### Work instruction
Return every line below in which "configured" appears.

Data extracted from a collection:
--

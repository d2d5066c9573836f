use std::collections::HashMap;

use itertools::Itertools;

use crate::grid::{CorridorId, Grid, Orientation};
use crate::location::Location;
use crate::state::PuzzleState;

/// Stateless validity oracle for partial assignments over one [`Grid`].
///
/// Every search solver consults this after each tentative mutation, so the
/// crossing rule is precomputed down to the corridor pairs that actually
/// share a cell; validation then costs O(islands + crossing pairs) instead
/// of a full grid rescan.
pub struct ConstraintChecker<'g> {
    grid: &'g Grid,
    crossings: Vec<(CorridorId, CorridorId)>,
}

impl<'g> ConstraintChecker<'g> {
    /// Bind a checker to `grid`, precomputing its crossing corridor pairs.
    pub fn new(grid: &'g Grid) -> Self {
        let mut by_cell: HashMap<Location, (Vec<CorridorId>, Vec<CorridorId>)> = HashMap::new();
        for corridor in grid.corridors() {
            for &cell in &corridor.cells {
                let entry = by_cell.entry(cell).or_default();
                match corridor.orientation {
                    Orientation::Horizontal => entry.0.push(corridor.id),
                    Orientation::Vertical => entry.1.push(corridor.id),
                }
            }
        }

        let crossings = by_cell
            .into_values()
            .flat_map(|(horizontal, vertical)| {
                horizontal
                    .into_iter()
                    .cartesian_product(vertical)
                    .collect_vec()
            })
            .unique()
            .collect_vec();

        Self { grid, crossings }
    }

    /// The grid this checker is bound to.
    pub fn grid(&self) -> &'g Grid {
        self.grid
    }

    /// Whether `state` violates neither the degree rule nor the crossing rule.
    ///
    /// Returns `false` for legitimate dead ends; it never errors on them.
    pub fn is_valid(&self, state: &PuzzleState<'_>) -> bool {
        self.respects_degrees(state) && self.avoids_crossings(state)
    }

    fn respects_degrees(&self, state: &PuzzleState<'_>) -> bool {
        self.grid
            .islands()
            .iter()
            .all(|island| state.remaining_degree(island.id) >= 0)
    }

    fn avoids_crossings(&self, state: &PuzzleState<'_>) -> bool {
        self.crossings.iter().all(|&(horizontal, vertical)| {
            state.corridor_value(horizontal) == 0 || state.corridor_value(vertical) == 0
        })
    }
}
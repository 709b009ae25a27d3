use axum::{
    body::Body,
    http::{header, Request, StatusCode},
    middleware::Next,
    response::Response,
};
use std::sync::Arc;

use crate::AppState;

/// Guards admin routes with `Authorization: Bearer <token>`.
///
/// - missing header or another scheme: `401`
/// - dev mode: any bearer token passes
/// - no configured admin token, or a different one: `403`
pub async fn admin_auth_middleware(req: Request<Body>, next: Next) -> Result<Response, StatusCode> {
    let token = match req.headers().get(header::AUTHORIZATION) {
        Some(val) => {
            let val_str = val.to_str().map_err(|_| StatusCode::UNAUTHORIZED)?;
            val_str
                .strip_prefix("Bearer ")
                .ok_or(StatusCode::UNAUTHORIZED)?
                .trim()
                .to_string()
        }
        None => return Err(StatusCode::UNAUTHORIZED),
    };

    let state = req
        .extensions()
        .get::<Arc<AppState>>()
        .ok_or(StatusCode::INTERNAL_SERVER_ERROR)?
        .clone();

    let auth = &state.config.auth;
    if auth.dev_mode {
        tracing::debug!(path = %req.uri().path(), "dev mode: admin token not checked");
        return Ok(next.run(req).await);
    }

    match auth.admin_token.as_deref() {
        Some(expected) if constant_time_eq(expected.as_bytes(), token.as_bytes()) => {
            Ok(next.run(req).await)
        }
        Some(_) => {
            tracing::warn!(path = %req.uri().path(), "admin request with wrong token");
            Err(StatusCode::FORBIDDEN)
        }
        None => {
            tracing::warn!(path = %req.uri().path(), "admin request refused: no admin token configured");
            Err(StatusCode::FORBIDDEN)
        }
    }
}

fn constant_time_eq(a: &[u8], b: &[u8]) -> bool {
    if a.len() != b.len() {
        return false;
    }
    a.iter().zip(b).fold(0u8, |acc, (x, y)| acc | (x ^ y)) == 0
}
//! Canonical JSON serialization and hashing.

use serde::Serialize;
use serde_json::Value;
use sha2::{Digest, Sha256};

use crate::error::IntegrityError;
use crate::seal::INTEGRITY_HASH_FIELD;

/// Serializes `value` as compact JSON with object keys sorted at every depth.
///
/// Keys compare by UTF-8 bytes, which matches code point order. Numbers and
/// strings use `serde_json`'s own formatting, so escaping is stable.
pub fn canonical_json(value: &Value) -> String {
    let mut out = String::new();
    write_canonical(value, &mut out);
    out
}

fn write_canonical(value: &Value, out: &mut String) {
    match value {
        Value::Array(items) => {
            out.push('[');
            for (i, item) in items.iter().enumerate() {
                if i > 0 {
                    out.push(',');
                }
                write_canonical(item, out);
            }
            out.push(']');
        }
        Value::Object(map) => {
            let mut entries: Vec<(&String, &Value)> = map.iter().collect();
            entries.sort_unstable_by(|a, b| a.0.cmp(b.0));

            out.push('{');
            for (i, (key, item)) in entries.into_iter().enumerate() {
                if i > 0 {
                    out.push(',');
                }
                out.push_str(&Value::String(key.clone()).to_string());
                out.push(':');
                write_canonical(item, out);
            }
            out.push('}');
        }
        scalar => out.push_str(&scalar.to_string()),
    }
}

/// SHA-256 over the canonical JSON of `value`.
///
/// A top-level `integrity_hash` field is excluded so a sealed record can be
/// rehashed as-is.
pub fn canonical_hash(value: &Value) -> [u8; 32] {
    let json = match value {
        Value::Object(map) if map.contains_key(INTEGRITY_HASH_FIELD) => {
            let mut stripped = map.clone();
            stripped.remove(INTEGRITY_HASH_FIELD);
            canonical_json(&Value::Object(stripped))
        }
        other => canonical_json(other),
    };

    Sha256::digest(json.as_bytes()).into()
}

/// Lowercase hex form of [`canonical_hash`].
pub fn canonical_hash_hex(value: &Value) -> String {
    hex::encode(canonical_hash(value))
}

/// Hashes any serializable value through its JSON form.
///
/// # Errors
///
/// Returns [`IntegrityError::Serialization`] if `value` cannot be
/// represented as JSON (e.g. a map with non-string keys).
pub fn canonical_hash_of<T: Serialize + ?Sized>(value: &T) -> Result<[u8; 32], IntegrityError> {
    Ok(canonical_hash(&serde_json::to_value(value)?))
}
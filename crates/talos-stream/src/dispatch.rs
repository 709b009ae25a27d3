//! Fan-out of sealed envelopes to matching sessions.

use std::sync::Arc;

use chrono::{DateTime, Utc};
use serde::Serialize;
use serde_json::{Map, Value};
use talos_types::{Envelope, Filters, ServerMessage};

use crate::registry::{ConnectionRegistry, EnqueueOutcome};

/// Per-call delivery counts.
#[derive(Debug, Clone, Copy, Default, PartialEq, Eq, Serialize)]
pub struct BroadcastReport {
    /// Sessions whose filters accepted the envelope.
    pub matched: usize,
    /// Matched sessions the event was queued for.
    pub delivered: usize,
    /// Matched sessions evicted because their queue was full.
    pub evicted: usize,
}

/// Wraps envelopes as `event` frames and queues them on every session
/// whose filters match.
#[derive(Clone)]
pub struct Dispatcher {
    registry: ConnectionRegistry,
}

impl Dispatcher {
    pub fn new(registry: ConnectionRegistry) -> Self {
        Self { registry }
    }

    pub fn registry(&self) -> &ConnectionRegistry {
        &self.registry
    }

    /// Queues `envelope` for each matching live session, at most once per
    /// session. Never waits on a consumer.
    pub fn broadcast(&self, envelope: Arc<Envelope>) -> BroadcastReport {
        let sessions = self.registry.snapshot();
        let mut report = BroadcastReport::default();
        if sessions.is_empty() {
            return report;
        }

        let fields = if sessions.iter().any(|(_, filters)| !filters.is_empty()) {
            envelope_fields(&envelope)
        } else {
            Map::new()
        };

        let message = Arc::new(ServerMessage::Event {
            cursor: envelope.cursor.clone(),
            event: envelope,
            server_time: server_time(Utc::now()),
        });

        for (session_id, filters) in &sessions {
            if !matches_filters(&fields, filters) {
                continue;
            }
            report.matched += 1;
            match self.registry.enqueue_shared(session_id, message.clone()) {
                EnqueueOutcome::Queued => report.delivered += 1,
                EnqueueOutcome::Evicted => report.evicted += 1,
                EnqueueOutcome::UnknownSession => {}
            }
        }

        tracing::debug!(
            sessions = sessions.len(),
            matched = report.matched,
            delivered = report.delivered,
            evicted = report.evicted,
            "broadcast complete"
        );
        report
    }
}

fn envelope_fields(envelope: &Envelope) -> Map<String, Value> {
    match serde_json::to_value(envelope) {
        Ok(Value::Object(map)) => map,
        Ok(_) => Map::new(),
        Err(e) => {
            tracing::warn!(event_id = %envelope.event_id, error = %e, "could not inspect envelope for filtering");
            Map::new()
        }
    }
}

/// True when every filter key that the envelope carries has the filter's
/// value. Keys the envelope lacks never exclude it.
pub fn matches_filters(fields: &Map<String, Value>, filters: &Filters) -> bool {
    filters
        .iter()
        .all(|(key, want)| fields.get(key).map_or(true, |have| have == want))
}

/// Server clock at second precision, e.g. `2026-01-01T12:00:00Z`.
pub fn server_time(now: DateTime<Utc>) -> String {
    now.format("%Y-%m-%dT%H:%M:%SZ").to_string()
}
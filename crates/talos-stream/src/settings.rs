//! Tunables for live delivery.

use std::time::Duration;

use serde::{Deserialize, Serialize};

/// Live-stream settings, deserialized from the `[stream]` config section.
#[derive(Debug, Clone, PartialEq, Eq, Serialize, Deserialize)]
pub struct StreamSettings {
    /// Pending messages a session may hold before it is evicted.
    #[serde(default = "default_queue_capacity")]
    pub queue_capacity: usize,

    /// Idle time after which a stream session receives a heartbeat frame.
    #[serde(default = "default_heartbeat_interval_ms")]
    pub heartbeat_interval_ms: u64,

    /// How long a new connection may take to send its `init` frame.
    #[serde(default = "default_handshake_timeout_ms")]
    pub handshake_timeout_ms: u64,

    /// Largest accepted distance between client and server clocks.
    #[serde(default = "default_max_clock_skew_secs")]
    pub max_clock_skew_secs: u64,

    /// Remembered nonces above which the replay cache is reset.
    #[serde(default = "default_nonce_ceiling")]
    pub nonce_ceiling: usize,

    /// Idle time after which an SSE stream emits a keep-alive comment.
    #[serde(default = "default_sse_keepalive_secs")]
    pub sse_keepalive_secs: u64,
}

fn default_queue_capacity() -> usize {
    1_000
}

fn default_heartbeat_interval_ms() -> u64 {
    30_000
}

fn default_handshake_timeout_ms() -> u64 {
    10_000
}

fn default_max_clock_skew_secs() -> u64 {
    300
}

fn default_nonce_ceiling() -> usize {
    10_000
}

fn default_sse_keepalive_secs() -> u64 {
    15
}

impl Default for StreamSettings {
    fn default() -> Self {
        Self {
            queue_capacity: default_queue_capacity(),
            heartbeat_interval_ms: default_heartbeat_interval_ms(),
            handshake_timeout_ms: default_handshake_timeout_ms(),
            max_clock_skew_secs: default_max_clock_skew_secs(),
            nonce_ceiling: default_nonce_ceiling(),
            sse_keepalive_secs: default_sse_keepalive_secs(),
        }
    }
}

impl StreamSettings {
    /// Never shorter than 1ms, so an idle session cannot spin.
    pub fn heartbeat_interval(&self) -> Duration {
        Duration::from_millis(self.heartbeat_interval_ms.max(1))
    }

    pub fn handshake_timeout(&self) -> Duration {
        Duration::from_millis(self.handshake_timeout_ms)
    }

    pub fn max_clock_skew(&self) -> Duration {
        Duration::from_secs(self.max_clock_skew_secs)
    }

    pub fn sse_keepalive(&self) -> Duration {
        Duration::from_secs(self.sse_keepalive_secs)
    }
}
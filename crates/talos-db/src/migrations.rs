//! Embedded SQL migration runner.
//!
//! Migrations are compiled into the binary and applied in order, each inside
//! its own transaction, and recorded in `_talos_migrations` so reruns skip
//! them.

use rusqlite::Connection;
use thiserror::Error;

struct Migration {
    name: &'static str,
    sql: &'static str,
}

/// All migrations in order. New migrations are appended here.
const MIGRATIONS: &[Migration] = &[
    Migration {
        name: "000_events",
        sql: include_str!("migrations/000_events.sql"),
    },
    Migration {
        name: "001_events_indexes",
        sql: include_str!("migrations/001_events_indexes.sql"),
    },
];

/// Errors that can occur during migration execution.
#[derive(Debug, Error)]
pub enum MigrationError {
    /// A statement within a migration failed; the migration was rolled back.
    #[error("migration '{name}' failed: {source}")]
    ExecutionFailed {
        name: String,
        source: rusqlite::Error,
    },

    /// Failed to query migration state.
    #[error("failed to check migration state: {0}")]
    StateQuery(rusqlite::Error),
}

impl MigrationError {
    fn failed(name: &str) -> impl FnOnce(rusqlite::Error) -> Self + '_ {
        move |source| Self::ExecutionFailed {
            name: name.to_string(),
            source,
        }
    }
}

/// Runs all pending migrations and returns how many were applied.
///
/// # Errors
///
/// Returns `MigrationError` if a migration fails or the tracking table
/// cannot be queried.
pub fn run_migrations(conn: &Connection) -> Result<usize, MigrationError> {
    run_migrations_from_list(conn, MIGRATIONS)
}

fn run_migrations_from_list(
    conn: &Connection,
    migrations: &[Migration],
) -> Result<usize, MigrationError> {
    conn.execute_batch(
        "CREATE TABLE IF NOT EXISTS _talos_migrations (
            id INTEGER PRIMARY KEY AUTOINCREMENT,
            name TEXT NOT NULL UNIQUE,
            applied_at TEXT NOT NULL DEFAULT (datetime('now'))
        );",
    )
    .map_err(MigrationError::failed("_talos_migrations_bootstrap"))?;

    let mut applied = 0;

    for migration in migrations {
        let already_applied: bool = conn
            .query_row(
                "SELECT COUNT(*) > 0 FROM _talos_migrations WHERE name = ?1",
                [migration.name],
                |row| row.get(0),
            )
            .map_err(MigrationError::StateQuery)?;

        if already_applied {
            tracing::debug!(migration = migration.name, "migration already applied");
            continue;
        }

        tracing::info!(migration = migration.name, "applying migration");

        let tx = conn
            .unchecked_transaction()
            .map_err(MigrationError::failed(migration.name))?;
        tx.execute_batch(migration.sql)
            .map_err(MigrationError::failed(migration.name))?;
        tx.execute(
            "INSERT INTO _talos_migrations (name) VALUES (?1)",
            [migration.name],
        )
        .map_err(MigrationError::failed(migration.name))?;
        tx.commit().map_err(MigrationError::failed(migration.name))?;

        applied += 1;
    }

    Ok(applied)
}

--

### Response below
/// - no configured admin token, or a different one: `403`
            tracing::warn!(path = %req.uri().path(), "admin request refused: no admin token configured");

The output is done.